Supplied material:
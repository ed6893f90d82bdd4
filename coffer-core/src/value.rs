//! Cache value type.
//!
//! Values crossing the store boundary are heterogeneous: strings, booleans,
//! numbers and nested mappings all share one keyspace. [`CacheValue`] is the
//! tagged variant that carries them with static typing.
//!
//! # Canonical Encoding
//!
//! The canonical byte encoding is JSON. Numbers are always `f64`, so an
//! integer written as `42` reads back as `42.0`. Callers comparing numeric
//! values should compare against floats.

use std::collections::{BTreeMap, HashMap};

use serde::{Deserialize, Serialize};

use crate::error::CodecError;

/// A value stored in the cache.
#[derive(Debug, Clone, PartialEq, Default, Serialize, Deserialize)]
#[serde(untagged)]
pub enum CacheValue {
    #[default]
    Null,
    Bool(bool),
    Number(f64),
    String(String),
    List(Vec<CacheValue>),
    Map(BTreeMap<String, CacheValue>),
}

impl CacheValue {
    /// Build an empty mapping value.
    pub fn map() -> Self {
        Self::Map(BTreeMap::new())
    }

    /// Insert into a mapping value, returning it for chaining.
    ///
    /// Non-mapping values are replaced by a fresh mapping.
    pub fn with_entry(self, key: impl Into<String>, value: impl Into<CacheValue>) -> Self {
        let mut map = match self {
            Self::Map(map) => map,
            _ => BTreeMap::new(),
        };
        map.insert(key.into(), value.into());
        Self::Map(map)
    }

    pub fn is_null(&self) -> bool {
        matches!(self, Self::Null)
    }

    pub fn as_str(&self) -> Option<&str> {
        match self {
            Self::String(s) => Some(s),
            _ => None,
        }
    }

    pub fn as_bool(&self) -> Option<bool> {
        match self {
            Self::Bool(b) => Some(*b),
            _ => None,
        }
    }

    pub fn as_f64(&self) -> Option<f64> {
        match self {
            Self::Number(n) => Some(*n),
            _ => None,
        }
    }

    pub fn as_list(&self) -> Option<&[CacheValue]> {
        match self {
            Self::List(items) => Some(items),
            _ => None,
        }
    }

    pub fn as_map(&self) -> Option<&BTreeMap<String, CacheValue>> {
        match self {
            Self::Map(map) => Some(map),
            _ => None,
        }
    }

    /// Look up a field of a mapping value.
    pub fn get(&self, key: &str) -> Option<&CacheValue> {
        self.as_map().and_then(|map| map.get(key))
    }

    /// Whether every number in the value, nested ones included, is finite.
    pub fn is_finite(&self) -> bool {
        match self {
            Self::Number(n) => n.is_finite(),
            Self::List(items) => items.iter().all(Self::is_finite),
            Self::Map(map) => map.values().all(Self::is_finite),
            _ => true,
        }
    }

    /// Encode to the canonical JSON bytes.
    ///
    /// JSON has no NaN or infinity, so values holding one are rejected
    /// instead of being written as `null`.
    pub fn to_json_bytes(&self) -> Result<Vec<u8>, CodecError> {
        if !self.is_finite() {
            return Err(CodecError::Serialize {
                reason: "non-finite number".to_string(),
            });
        }
        serde_json::to_vec(self).map_err(|e| CodecError::Serialize {
            reason: e.to_string(),
        })
    }

    /// Decode from canonical JSON bytes.
    pub fn from_json_bytes(bytes: &[u8]) -> Result<Self, CodecError> {
        serde_json::from_slice(bytes).map_err(|e| CodecError::Deserialize {
            reason: e.to_string(),
        })
    }
}

// ============================================================================
// CONVERSIONS
// ============================================================================

impl From<&str> for CacheValue {
    fn from(value: &str) -> Self {
        Self::String(value.to_string())
    }
}

impl From<String> for CacheValue {
    fn from(value: String) -> Self {
        Self::String(value)
    }
}

impl From<bool> for CacheValue {
    fn from(value: bool) -> Self {
        Self::Bool(value)
    }
}

macro_rules! impl_from_number {
    ($($ty:ty),*) => {
        $(
            impl From<$ty> for CacheValue {
                fn from(value: $ty) -> Self {
                    Self::Number(value as f64)
                }
            }
        )*
    };
}

impl_from_number!(f64, f32, i8, i16, i32, i64, u8, u16, u32, u64, usize, isize);

impl<T: Into<CacheValue>> From<Option<T>> for CacheValue {
    fn from(value: Option<T>) -> Self {
        value.map(Into::into).unwrap_or(Self::Null)
    }
}

impl<T: Into<CacheValue>> From<Vec<T>> for CacheValue {
    fn from(value: Vec<T>) -> Self {
        Self::List(value.into_iter().map(Into::into).collect())
    }
}

impl<T: Into<CacheValue>> From<BTreeMap<String, T>> for CacheValue {
    fn from(value: BTreeMap<String, T>) -> Self {
        Self::Map(value.into_iter().map(|(k, v)| (k, v.into())).collect())
    }
}

impl<T: Into<CacheValue>> From<HashMap<String, T>> for CacheValue {
    fn from(value: HashMap<String, T>) -> Self {
        Self::Map(value.into_iter().map(|(k, v)| (k, v.into())).collect())
    }
}

impl From<serde_json::Value> for CacheValue {
    fn from(value: serde_json::Value) -> Self {
        match value {
            serde_json::Value::Null => Self::Null,
            serde_json::Value::Bool(b) => Self::Bool(b),
            serde_json::Value::Number(n) => n.as_f64().map(Self::Number).unwrap_or(Self::Null),
            serde_json::Value::String(s) => Self::String(s),
            serde_json::Value::Array(items) => {
                Self::List(items.into_iter().map(Into::into).collect())
            }
            serde_json::Value::Object(map) => {
                Self::Map(map.into_iter().map(|(k, v)| (k, v.into())).collect())
            }
        }
    }
}

impl From<CacheValue> for serde_json::Value {
    fn from(value: CacheValue) -> Self {
        match value {
            CacheValue::Null => serde_json::Value::Null,
            CacheValue::Bool(b) => serde_json::Value::Bool(b),
            CacheValue::Number(n) => serde_json::Number::from_f64(n)
                .map(serde_json::Value::Number)
                .unwrap_or(serde_json::Value::Null),
            CacheValue::String(s) => serde_json::Value::String(s),
            CacheValue::List(items) => {
                serde_json::Value::Array(items.into_iter().map(Into::into).collect())
            }
            CacheValue::Map(map) => serde_json::Value::Object(
                map.into_iter().map(|(k, v)| (k, v.into())).collect(),
            ),
        }
    }
}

What you need to do:
Above are the entries. Quote exactly the lines from the one bearing "u64, usize, isize);" through the one bearing "fn from(value: BTreeMap<String, T>)".

Exercise output:
impl_from_number!(f64, f32, i8, i16, i32, i64, u8, u16, u32, u64, usize, isize);

impl<T: Into<CacheValue>> From<Option<T>> for CacheValue {
    fn from(value: Option<T>) -> Self {
        value.map(Into::into).unwrap_or(Self::Null)
    }
}

impl<T: Into<CacheValue>> From<Vec<T>> for CacheValue {
    fn from(value: Vec<T>) -> Self {
        Self::List(value.into_iter().map(Into::into).collect())
    }
}

impl<T: Into<CacheValue>> From<BTreeMap<String, T>> for CacheValue {
    fn from(value: BTreeMap<String, T>) -> Self {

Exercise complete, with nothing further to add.